Subsequently, the aldehyde intermediate represented by the compound 2 is reacted with sodium borohydride in the water-miscible organic solvent to reduce the aldehyde intermediate. The reduction reaction product is subjected to a hydrolysis reaction by adding an acid and water to give a compound 4 represented by the following formula (II):
The following formula (II):

（式中、波線は、隣接する二重結合がＥまたはＺの配置であることを表し、ｎは、１〜１１のいずれかの整数を表す。）を得ることができる。本実施形態では、温和な条件を用いることができるため、分解されたグルコース以外の部分は、天然物であるコメ由来のセラミドの化学構造が維持され、特に、脂肪酸の鎖長が長いセラミドは保湿性に有効と考えられる。

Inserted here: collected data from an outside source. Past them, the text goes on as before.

//! Database module for attendance-hub.
//!
//! This module provides the persistence layer using SQLite with sqlx:
//! connection pool management, row models and repositories.

pub mod models;
pub mod repositories;
pub mod retry;
pub mod time;

use sqlx::sqlite::{SqliteConnectOptions, SqliteJournalMode, SqlitePoolOptions, SqliteSynchronous};
use sqlx::{Pool, Row, Sqlite};
use std::str::FromStr;
use std::time::Duration;

/// Database connection pool type alias.
pub type DbPool = Pool<Sqlite>;

/// Default connection pool size.
const DEFAULT_POOL_SIZE: u32 = 10;

/// Default busy timeout in milliseconds.
const DEFAULT_BUSY_TIMEOUT_MS: u64 = 5_000;

/// Default acquire timeout in seconds.
const DEFAULT_ACQUIRE_TIMEOUT_SECS: u64 = 10;

/// Default cache size (negative values are KiB, so this is ~16MB).
const DEFAULT_CACHE_SIZE_KB: i32 = -16000;

async fn apply_per_connection_pragmas(
    conn: &mut sqlx::SqliteConnection,
) -> Result<(), sqlx::Error> {
    sqlx::query(&format!("PRAGMA cache_size = {}", DEFAULT_CACHE_SIZE_KB))
        .execute(&mut *conn)
        .await?;

    sqlx::query("PRAGMA temp_store = MEMORY")
        .execute(&mut *conn)
        .await?;

    Ok(())
}

async fn ensure_wal_mode(pool: &DbPool) -> Result<(), sqlx::Error> {
    let mut conn = pool.acquire().await?;
    let row = sqlx::query("PRAGMA journal_mode")
        .fetch_one(&mut *conn)
        .await?;
    let mode: String = row.get(0);
    if mode != "wal" && mode != "memory" {
        tracing::warn!("journal_mode was '{}', expected 'wal'; re-setting", mode);
        sqlx::query("PRAGMA journal_mode = WAL")
            .execute(&mut *conn)
            .await?;
    }
    Ok(())
}

/// Compute a sensible default pool size based on available CPU cores.
pub fn default_pool_size() -> u32 {
    let cores = std::thread::available_parallelism()
        .map(|n| n.get() as u32)
        .unwrap_or(2);
    (cores * 2).min(DEFAULT_POOL_SIZE)
}

/// Initialize the database connection pool with WAL mode.
///
/// # Arguments
/// * `database_url` - SQLite database URL (e.g., "sqlite:attendance.db?mode=rwc")
/// * `max_connections` - Maximum number of connections in the pool
pub async fn init_pool_with_size(
    database_url: &str,
    max_connections: u32,
) -> Result<DbPool, sqlx::Error> {
    let connect_options = SqliteConnectOptions::from_str(database_url)?
        .journal_mode(SqliteJournalMode::Wal)
        .synchronous(SqliteSynchronous::Normal)
        // Bounds every wait on the SQLite write lock.
        .busy_timeout(Duration::from_millis(DEFAULT_BUSY_TIMEOUT_MS))
        .foreign_keys(true)
        .create_if_missing(true);

    let pool = SqlitePoolOptions::new()
        .max_connections(max_connections)
        .acquire_timeout(Duration::from_secs(DEFAULT_ACQUIRE_TIMEOUT_SECS))
        .after_connect(|conn, _meta| {
            Box::pin(async move { apply_per_connection_pragmas(&mut *conn).await })
        })
        .connect_with(connect_options)
        .await?;

    ensure_wal_mode(&pool).await?;

    tracing::info!(
        "Database pool initialized with WAL mode, {} max connections",
        max_connections
    );

    Ok(pool)
}

/// Initialize the database connection pool with default size.
pub async fn init_pool(database_url: &str) -> Result<DbPool, sqlx::Error> {
    init_pool_with_size(database_url, default_pool_size()).await
}

pub async fn run_migrations(pool: &DbPool) -> Result<(), sqlx::migrate::MigrateError> {
    tracing::info!("Running database migrations...");
    sqlx::migrate!("./migrations").run(pool).await?;
    tracing::info!("Database migrations completed");
    Ok(())
}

(In the formula, a wavy line indicates that the adjacent double bond has an E or Z configuration, and n represents an integer of any of 1 to 11.) In this embodiment, since mild conditions can be used, the parts other than degraded glucose maintain the chemical structure of ceramide derived from rice, which is a natural product, and particularly, ceramide having a long fatty acid chain length is moisturized. It is considered effective for sex.

(Skin moisturizer)
In another embodiment of the present invention, there is provided a skin moisturizer containing the ceramide or the ceramide composition obtained by the above-mentioned production method as an active ingredient. The ceramide obtained in Example 3 described later becomes almost a single spot and peak by TLC and liquid chromatography. Further, the skin moisturizer of the present embodiment is a cosmetic composition such as an external preparation composition, a food composition such as a health food, or an intermediate material thereof, in the form of powder, liquid, granule, tablet, paste, or emulsion. , Creams, gels, capsules, aerosols, and the like, and an optimal shape for constituting a final product can be arbitrarily selected.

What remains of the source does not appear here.